Abstract P165: Genetic Polymorphisms Linked to Diabetes With Chronic Renal Insufficiency

Abstract

Chronic kidney disease (CKD) has raised to a global health concern with huge economic burden and detrimental consequences for health. Among the risk factors, diabetes is a leading cause for CKD and renal failure. Multiple studies such as familial aggregation studies have provided evidence for a genetic component to the kidney disease. Heritability estimates of eGFRcrea are reported between 0.41 and 0.75 in individuals with the major CKD risk factors, hypertension and diabetes. However, precise genetic loci predicting CKD with or without diabetes are unknown. Here, we test the hypothesis that genetic polymorphisms are distinct between CKD patients with and without diabetes.

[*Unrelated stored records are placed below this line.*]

//! 认证服务：登录、登出、令牌刷新
//! 组合凭据、会话、令牌与权限服务，对外提供一次调用完成的认证流程。

use crate::{
    auth::jwt::{JwtService, TokenPair},
    error::Result,
    models::{
        audit::{AuthEvent, AuthEventKind},
        role::Permission,
        session::{Origin, Session},
        token::TokenType,
        user::{User, UserResponse},
    },
    services::{
        audit_service::AuditService,
        credential_service::CredentialService,
        permission_service::{PermissionContext, PermissionService},
        session_service::SessionService,
    },
};
use serde::Serialize;
use std::sync::Arc;
use uuid::Uuid;

#[derive(Debug, Clone, Serialize)]
pub struct LoginResponse {
    pub user: UserResponse,
    pub session_id: Uuid,
    pub session_token: String,
    pub csrf_token: String,
    #[serde(flatten)]
    pub tokens: TokenPair,
}

pub struct AuthService {
    credentials: Arc<CredentialService>,
    sessions: Arc<SessionService>,
    tokens: Arc<JwtService>,
    permissions: Arc<PermissionService>,
    audit: Arc<AuditService>,
}

impl AuthService {
    pub fn new(
        credentials: Arc<CredentialService>,
        sessions: Arc<SessionService>,
        tokens: Arc<JwtService>,
        permissions: Arc<PermissionService>,
        audit: Arc<AuditService>,
    ) -> Self {
        Self {
            credentials,
            sessions,
            tokens,
            permissions,
            audit,
        }
    }

    /// 用户登录
    ///
    /// `Ok(None)` when the credentials are refused. An attempt that locks the
    /// account also locks the user's sessions and revokes their tokens.
    pub fn login(&self, username: &str, password: &str, origin: &Origin) -> Result<Option<LoginResponse>> {
        let was_locked = self
            .credentials
            .find_by_username(username)?
            .map_or(false, |u| u.is_locked);

        let Some(user) = self.credentials.authenticate(username, password, origin)? else {
            if !was_locked {
                if let Some(user) = self.credentials.find_by_username(username)? {
                    if user.is_locked {
                        self.contain(&user, "account_locked")?;
                    }
                }
            }
            return Ok(None);
        };

        let session = self.sessions.create_session(&user, origin)?;
        let tokens = self.tokens.issue_token_pair(&user)?;

        tracing::info!(
            user_id = %user.id,
            session_id = %session.id,
            client_ip = %origin.ip,
            "User logged in"
        );

        Ok(Some(LoginResponse {
            user: UserResponse::from(&user),
            session_id: session.id,
            session_token: session.token,
            csrf_token: session.csrf_token,
            tokens,
        }))
    }

    /// 刷新令牌
    ///
    /// The presented refresh token is single use: it is revoked and a fresh
    /// pair is issued. Returns `Ok(None)` for any unusable token.
    pub fn refresh(&self, refresh_token: &str, origin: &Origin) -> Result<Option<TokenPair>> {
        let verdict = self.tokens.validate(refresh_token, Some(TokenType::Refresh))?;
        let Some(claims) = verdict.claims() else {
            return Ok(None);
        };
        let (Some(user_id), Some(jti)) = (claims.user_id(), claims.token_id()) else {
            return Ok(None);
        };

        let user = self.credentials.get_user(user_id)?;
        if !user.is_active || user.is_locked {
            self.tokens.revoke(jti, "account_unavailable")?;
            tracing::warn!(user_id = %user.id, client_ip = %origin.ip, "Refresh refused for unavailable account");
            return Ok(None);
        }

        // 并发刷新时只有一个请求能完成撤销
        if !self.tokens.revoke(jti, "rotated")? {
            return Ok(None);
        }
        let pair = self.tokens.issue_token_pair(&user)?;

        tracing::debug!(user_id = %user.id, client_ip = %origin.ip, "Token pair refreshed");
        Ok(Some(pair))
    }

    /// 登出
    ///
    /// Revokes the session and, when given, the refresh token presented with
    /// it. Returns false when the session was not active.
    pub fn logout(&self, session_token: &str, refresh_token: Option<&str>, origin: &Origin) -> Result<bool> {
        let Some(session) = self.sessions.validate_session(session_token, false)? else {
            return Ok(false);
        };
        if !self.sessions.revoke(session.id, "logout")? {
            return Ok(false);
        }

        if let Some(token) = refresh_token {
            if let Some(jti) = self
                .tokens
                .validate(token, Some(TokenType::Refresh))?
                .claims()
                .filter(|c| c.user_id() == Some(session.user_id))
                .and_then(|c| c.token_id())
            {
                self.tokens.revoke(jti, "logout")?;
            }
        }

        let mut event = AuthEvent::new(AuthEventKind::Logout, self.audit.clock().now())
            .user_id(session.user_id)
            .session(session.id)
            .origin(origin);
        if let Ok(user) = self.credentials.get_user(session.user_id) {
            event = event.username(&user.username);
        }
        self.audit.record(event)?;

        tracing::info!(user_id = %session.user_id, session_id = %session.id, "User logged out");
        Ok(true)
    }

    /// Resolve an active session to its user, refreshing its activity
    pub fn session_user(&self, session_token: &str) -> Result<Option<(Session, User)>> {
        let Some(session) = self.sessions.validate_session(session_token, true)? else {
            return Ok(None);
        };
        let user = self.credentials.get_user(session.user_id)?;
        if !user.is_active || user.is_locked {
            return Ok(None);
        }
        Ok(Some((session, user)))
    }

    /// Permission check on behalf of a session holder
    pub fn authorize_session(
        &self,
        session_token: &str,
        permission: Permission,
        resource: Option<&str>,
        context: Option<&PermissionContext>,
    ) -> Result<bool> {
        match self.session_user(session_token)? {
            Some((session, user)) => {
                let context = context.cloned().unwrap_or_else(|| PermissionContext::from_ip(&session.origin.ip));
                self.permissions.check(&user, permission, resource, Some(&context))
            }
            None => Ok(false),
        }
    }

    /// Permission check on behalf of a bearer token holder
    pub fn authorize_token(
        &self,
        access_token: &str,
        permission: Permission,
        resource: Option<&str>,
        context: Option<&PermissionContext>,
    ) -> Result<bool> {
        let Some(user_id) = self
            .tokens
            .validate(access_token, Some(TokenType::Access))?
            .claims()
            .and_then(|c| c.user_id())
        else {
            return Ok(false);
        };
        let user = self.credentials.get_user(user_id)?;
        self.permissions.check(&user, permission, resource, context)
    }

    /// Cut off every credential a user currently holds
    pub fn contain(&self, user: &User, reason: &str) -> Result<()> {
        let sessions = self.sessions.lock_sessions_for_user(user.id, reason)?;
        let tokens = self.tokens.revoke_all_for_user(user.id, None)?;
        tracing::warn!(
            user_id = %user.id,
            reason,
            sessions,
            tokens,
            "User credentials contained"
        );
        Ok(())
    }
}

We performed a genome-wide association studies using data from the Chronic Renal Insufficiency Cohort (CRIC) study to identify genetic various related to diabetes among CKD patients. CRIC Study is a United States multicenter, prospective study of racially and ethnically diverse patients with CKD. Clean genotype data from 970,342 genotyped or imputed single-nucleotide polymorphisms (SNPs) were available for 3,541 patients (1,953 males and 1,588 females) in CRIC study. Logistic regressions were carried out comparing distribution of SNPs among CKD patients with or without diabetes controlling for confounding factors of gender and race. Among all 3,541 CKD patients in CRIC, 1,724 CKD patients had Diabetes at baseline (Mean of Glycosylated hemoglobin =7.7%). We found that three genes, including KCNMB4 (rs767397, encoding calcium-activated potassium channel, subfamily M subunit beta 4), FOXA1 (rs911822, encoding a forkhead transcription factor) and SIMC1 (rs16831314, encoding SUMO-interacting motif containing protein 1), were putative risk genes for diabetes among CKD patients (P-value<5х10 -6 ). These results are the first demonstrating that distinct genetic polymorphisms present in CKD patients with diabetes, indicating that these genes may be used to assess the risk of CKD with diabetes and that proteins encoded by these genes may contribute to diabetic nephropathy.